Are you considering self-managed super?

Posted by 30/09/2020 News and advice No Comments

If you are thinking about setting up a self-managed super fund, make sure you consider the costs, time, risks and skills involved.


When you set up a self-managed super fund (SMSF), the responsibility rests with you. You must make the investment decisions for the fund. You are also held responsible for complying with the super and tax laws. These are major financial decisions and you need to have the time and skills to do it.


As a trustee of an SMSF you’ll also be responsible for operating your fund within the law. You may face severe penalties and your fund may suffer tax consequences if you don’t comply with the laws.

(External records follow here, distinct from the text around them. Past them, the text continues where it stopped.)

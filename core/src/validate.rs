//! Schema definition validation.
//!
//! Definitions are checked once, when a table or model is built, so bad
//! type names never reach query time.
//!
//! # Examples
//!
//! ```
//! use indexmap::IndexMap;
//! use uql_core::*;
//!
//! let mut def = IndexMap::new();
//! def.insert("name".to_string(), "string".to_string());
//! assert!(validate_definition("people", &def).is_empty());
//!
//! def.insert("age".to_string(), "int".to_string());
//! let errors = validate_definition("people", &def);
//! assert!(matches!(errors[0], SchemaError::UnknownType { .. }));
//! ```

use std::collections::HashSet;

use indexmap::IndexMap;
use thiserror::Error;

use crate::case::snake_key;
use crate::schema::TableSchema;
use crate::types::FieldType;

/// Schema definition errors.
#[derive(Debug, Clone, PartialEq, Eq, Error)]
pub enum SchemaError {
    /// The table was defined without any fields.
    #[error("schema definition is missing for table: {0}")]
    MissingDefinition(String),
    /// Table name is empty or whitespace-only.
    #[error("table name cannot be empty")]
    EmptyTableName,
    /// A field name is empty or whitespace-only.
    #[error("empty field name in table: {0}")]
    EmptyFieldName(String),
    /// A declared type is not part of the type catalog.
    #[error("{ty} is not a known schema type (field: {field})")]
    UnknownType { field: String, ty: String },
    /// Two fields map to the same column once normalized to snake_case.
    #[error("duplicate field in table: {0}")]
    DuplicateField(String),
    /// Two tables in the same model share a name.
    #[error("duplicate table in model: {0}")]
    DuplicateTable(String),
    /// A model must contain at least one table.
    #[error("model must define at least one table")]
    EmptyModel,
}

/// Validates a raw `field -> type name` definition for `table`.
///
/// Stops at the first problem, like the rest of the validators.
pub fn validate_definition(table: &str, definition: &IndexMap<String, String>) -> Vec<SchemaError> {
    let mut errors = Vec::new();

    if table.trim().is_empty() {
        errors.push(SchemaError::EmptyTableName);
        return errors;
    }

    if definition.is_empty() {
        errors.push(SchemaError::MissingDefinition(table.to_string()));
        return errors;
    }

    let mut seen: HashSet<String> = HashSet::new();
    for (field, ty) in definition {
        if field.trim().is_empty() {
            errors.push(SchemaError::EmptyFieldName(table.to_string()));
            return errors;
        }

        if ty.parse::<FieldType>().is_err() {
            errors.push(SchemaError::UnknownType {
                field: field.clone(),
                ty: ty.clone(),
            });
            return errors;
        }

        let column = snake_key(field);
        if !seen.insert(column.clone()) {
            errors.push(SchemaError::DuplicateField(column));
            return errors;
        }
    }

    errors
}

/// Validates the table set of a model.
pub fn validate_model(tables: &[TableSchema]) -> Vec<SchemaError> {
    let mut errors = Vec::new();

    if tables.is_empty() {
        errors.push(SchemaError::EmptyModel);
        return errors;
    }

    let mut seen: HashSet<&str> = HashSet::new();
    for table in tables {
        if !seen.insert(table.name()) {
            errors.push(SchemaError::DuplicateTable(table.name().to_string()));
            return errors;
        }
    }

    errors
}

#[cfg(test)]
mod tests {
    use super::*;

    fn definition(pairs: &[(&str, &str)]) -> IndexMap<String, String> {
        pairs
            .iter()
            .map(|(f, t)| (f.to_string(), t.to_string()))
            .collect()
    }

    #[test]
    fn test_validate_definition_accepts_every_catalog_type() {
        let def: IndexMap<String, String> = FieldType::ALL
            .iter()
            .map(|ty| (format!("{ty}_field"), ty.to_string()))
            .collect();
        assert!(validate_definition("everything", &def).is_empty());
    }

    #[test]
    fn test_validate_definition_names_the_bad_type() {
        let def = definition(&[("name", "string"), ("age", "number")]);
        let errors = validate_definition("people", &def);
        assert_eq!(
            errors,
            vec![SchemaError::UnknownType {
                field: "age".to_string(),
                ty: "number".to_string(),
            }]
        );
        assert_eq!(
            errors[0].to_string(),
            "number is not a known schema type (field: age)"
        );
    }

    #[test]
    fn test_validate_definition_rejects_missing_definition() {
        let errors = validate_definition("people", &IndexMap::new());
        assert_eq!(
            errors,
            vec![SchemaError::MissingDefinition("people".to_string())]
        );
    }

    #[test]
    fn test_validate_definition_rejects_case_collisions() {
        let def = definition(&[("lastName", "string"), ("last_name", "text")]);
        let errors = validate_definition("people", &def);
        assert_eq!(
            errors,
            vec![SchemaError::DuplicateField("last_name".to_string())]
        );
    }

    #[test]
    fn test_validate_definition_rejects_blank_table() {
        let def = definition(&[("name", "string")]);
        assert_eq!(
            validate_definition("  ", &def),
            vec![SchemaError::EmptyTableName]
        );
    }

    #[test]
    fn test_validate_model_rejects_duplicate_tables() {
        let def = definition(&[("name", "string")]);
        let a = TableSchema::define("people", &def).unwrap();
        let b = TableSchema::define("people", &def).unwrap();
        assert_eq!(
            validate_model(&[a, b]),
            vec![SchemaError::DuplicateTable("people".to_string())]
        );
        assert_eq!(validate_model(&[]), vec![SchemaError::EmptyModel]);
    }
}
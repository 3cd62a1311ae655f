//! Universal query (UQL) types.
//!
//! A [`Uql`] is what callers hand to a transpiler: an optional `where`
//! condition tree and an optional ordering. The condition tree stays a raw
//! [`Document`]; each backend classifies its keys according to its own
//! schema knowledge.
//!
//! # Examples
//!
//! ```
//! use uql_core::{Direction, Uql};
//!
//! let uql: Uql = serde_json::from_str(r#"{
//!     "where": {"or": [{"name": "Jon"}, {"lastName": "Doe"}]},
//!     "order": [{"age": "ASC"}, {"lastName": "DESC"}]
//! }"#).unwrap();
//!
//! let order = uql.order.unwrap();
//! assert_eq!(order.len(), 2);
//! assert_eq!(order.entries()[1].direction, Direction::Desc);
//! ```

use std::fmt;
use std::str::FromStr;

use indexmap::IndexMap;
use serde::{Deserialize, Serialize};

use crate::value::Document;

/// Structural keys of a condition tree. They are never schema fields.
pub const BOOLEAN_OPERATORS: [BooleanOperator; 2] = [BooleanOperator::And, BooleanOperator::Or];

/// Comparison keys accepted inside a range map.
pub const COMPARISON_OPERATORS: [ComparisonOperator; 4] = [
    ComparisonOperator::Gt,
    ComparisonOperator::Gte,
    ComparisonOperator::Lt,
    ComparisonOperator::Lte,
];

/// A backend-agnostic query.
#[derive(Debug, Clone, Default, PartialEq, Serialize, Deserialize)]
pub struct Uql {
    #[serde(rename = "where", default, skip_serializing_if = "Option::is_none")]
    pub where_: Option<Document>,
    #[serde(default, skip_serializing_if = "Option::is_none")]
    pub order: Option<OrderSpec>,
}

impl Uql {
    pub fn new() -> Self {
        Self::default()
    }

    /// Sets the condition tree.
    pub fn with_where(mut self, where_: Document) -> Self {
        self.where_ = Some(where_);
        self
    }

    /// Sets the ordering.
    pub fn with_order(mut self, order: OrderSpec) -> Self {
        self.order = Some(order);
        self
    }
}

/// `and` / `or`.
#[derive(Debug, Clone, Copy, PartialEq, Eq, Hash)]
pub enum BooleanOperator {
    And,
    Or,
}

impl BooleanOperator {
    pub fn as_str(self) -> &'static str {
        match self {
            BooleanOperator::And => "and",
            BooleanOperator::Or => "or",
        }
    }

    /// Returns the operator for a condition-tree key, if the key is one.
    pub fn from_key(key: &str) -> Option<Self> {
        BOOLEAN_OPERATORS.into_iter().find(|op| op.as_str() == key)
    }
}

/// `gt`, `gte`, `lt`, `lte`.
#[derive(Debug, Clone, Copy, PartialEq, Eq, Hash)]
pub enum ComparisonOperator {
    Gt,
    Gte,
    Lt,
    Lte,
}

impl ComparisonOperator {
    pub fn as_str(self) -> &'static str {
        match self {
            ComparisonOperator::Gt => "gt",
            ComparisonOperator::Gte => "gte",
            ComparisonOperator::Lt => "lt",
            ComparisonOperator::Lte => "lte",
        }
    }

    pub fn from_key(key: &str) -> Option<Self> {
        COMPARISON_OPERATORS.into_iter().find(|op| op.as_str() == key)
    }
}

/// Sort direction of an order entry.
#[derive(Debug, Clone, Copy, PartialEq, Eq, Hash, Serialize, Deserialize)]
pub enum Direction {
    #[serde(rename = "ASC", alias = "asc")]
    Asc,
    #[serde(rename = "DESC", alias = "desc")]
    Desc,
}

impl Direction {
    pub fn as_sql(self) -> &'static str {
        match self {
            Direction::Asc => "ASC",
            Direction::Desc => "DESC",
        }
    }
}

impl fmt::Display for Direction {
    fn fmt(&self, f: &mut fmt::Formatter<'_>) -> fmt::Result {
        f.write_str(self.as_sql())
    }
}

impl FromStr for Direction {
    type Err = String;

    fn from_str(s: &str) -> Result<Self, Self::Err> {
        match s {
            "ASC" | "asc" => Ok(Direction::Asc),
            "DESC" | "desc" => Ok(Direction::Desc),
            other => Err(format!("unknown sort direction: {other}")),
        }
    }
}

/// One `{field: direction}` entry.
#[derive(Debug, Clone, PartialEq, Eq)]
pub struct OrderBy {
    pub field: String,
    pub direction: Direction,
}

impl OrderBy {
    pub fn new(field: impl Into<String>, direction: Direction) -> Self {
        Self {
            field: field.into(),
            direction,
        }
    }

    pub fn asc(field: impl Into<String>) -> Self {
        Self::new(field, Direction::Asc)
    }

    pub fn desc(field: impl Into<String>) -> Self {
        Self::new(field, Direction::Desc)
    }
}

/// An ordered list of sort entries.
///
/// Deserializes from either a list of single-key maps
/// (`[{"age": "ASC"}, {"lastName": "DESC"}]`) or a single map whose key order
/// is kept (`{"age": "ASC", "lastName": "DESC"}`).
#[derive(Debug, Clone, Default, PartialEq, Eq, Serialize, Deserialize)]
#[serde(from = "RawOrderSpec", into = "RawOrderSpec")]
pub struct OrderSpec(Vec<OrderBy>);

impl OrderSpec {
    pub fn new(entries: Vec<OrderBy>) -> Self {
        Self(entries)
    }

    pub fn entries(&self) -> &[OrderBy] {
        &self.0
    }

    pub fn is_empty(&self) -> bool {
        self.0.is_empty()
    }

    pub fn len(&self) -> usize {
        self.0.len()
    }

    pub fn iter(&self) -> std::slice::Iter<'_, OrderBy> {
        self.0.iter()
    }

    /// Returns a copy with every field name passed through `rename`.
    pub fn map_fields(&self, rename: impl Fn(&str) -> String) -> Self {
        Self(
            self.0
                .iter()
                .map(|entry| OrderBy::new(rename(&entry.field), entry.direction))
                .collect(),
        )
    }
}

impl FromIterator<OrderBy> for OrderSpec {
    fn from_iter<I: IntoIterator<Item = OrderBy>>(iter: I) -> Self {
        Self(iter.into_iter().collect())
    }
}

impl<'a> IntoIterator for &'a OrderSpec {
    type Item = &'a OrderBy;
    type IntoIter = std::slice::Iter<'a, OrderBy>;

    fn into_iter(self) -> Self::IntoIter {
        self.0.iter()
    }
}

#[derive(Serialize, Deserialize)]
#[serde(untagged)]
enum RawOrderSpec {
    List(Vec<IndexMap<String, Direction>>),
    Map(IndexMap<String, Direction>),
}

impl From<RawOrderSpec> for OrderSpec {
    fn from(raw: RawOrderSpec) -> Self {
        match raw {
            RawOrderSpec::List(entries) => entries
                .into_iter()
                .flat_map(|entry| entry.into_iter())
                .map(|(field, direction)| OrderBy::new(field, direction))
                .collect(),
            RawOrderSpec::Map(entries) => entries
                .into_iter()
                .map(|(field, direction)| OrderBy::new(field, direction))
                .collect(),
        }
    }
}

impl From<OrderSpec> for RawOrderSpec {
    fn from(spec: OrderSpec) -> Self {
        RawOrderSpec::List(
            spec.0
                .into_iter()
                .map(|entry| IndexMap::from([(entry.field, entry.direction)]))
                .collect(),
        )
    }
}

An SMSF must be run for the sole purpose of providing retirement benefits for the members or their dependants.

For example, if your SMSF owns a holiday home, related parties can’t stay in it for any reason – not even when having renovation work done – because this constitutes use of the asset.


You need to make investment decisions for the SMSF, including formulating an investment strategy that you review regularly. You need to understand the restrictions on the investments an SMSF can make.


It costs money to set up and run an SMSF. You might find that the fees you pay for an SMSF are more than you would pay in another type of super fund. Every year that you have an SMSF you’ll need to pay for an independent audit and the supervisory levy.

Most SMSFs also pay for additional help, such as:

preparing the SMSF annual return

valuations of the SMSF’s assets

actuarial certificates for SMSFs paying income streams (pensions)

financial advice

legal fees, for example if the trust deed needs to be amended

assistance with fund administration

insurance for members.


Your self-managed super fund (SMSF) needs to be set up correctly so that it’s eligible for tax concessions, can receive contributions and is as easy as possible to administer.

It’s best to see a qualified, licensed professional to help you decide.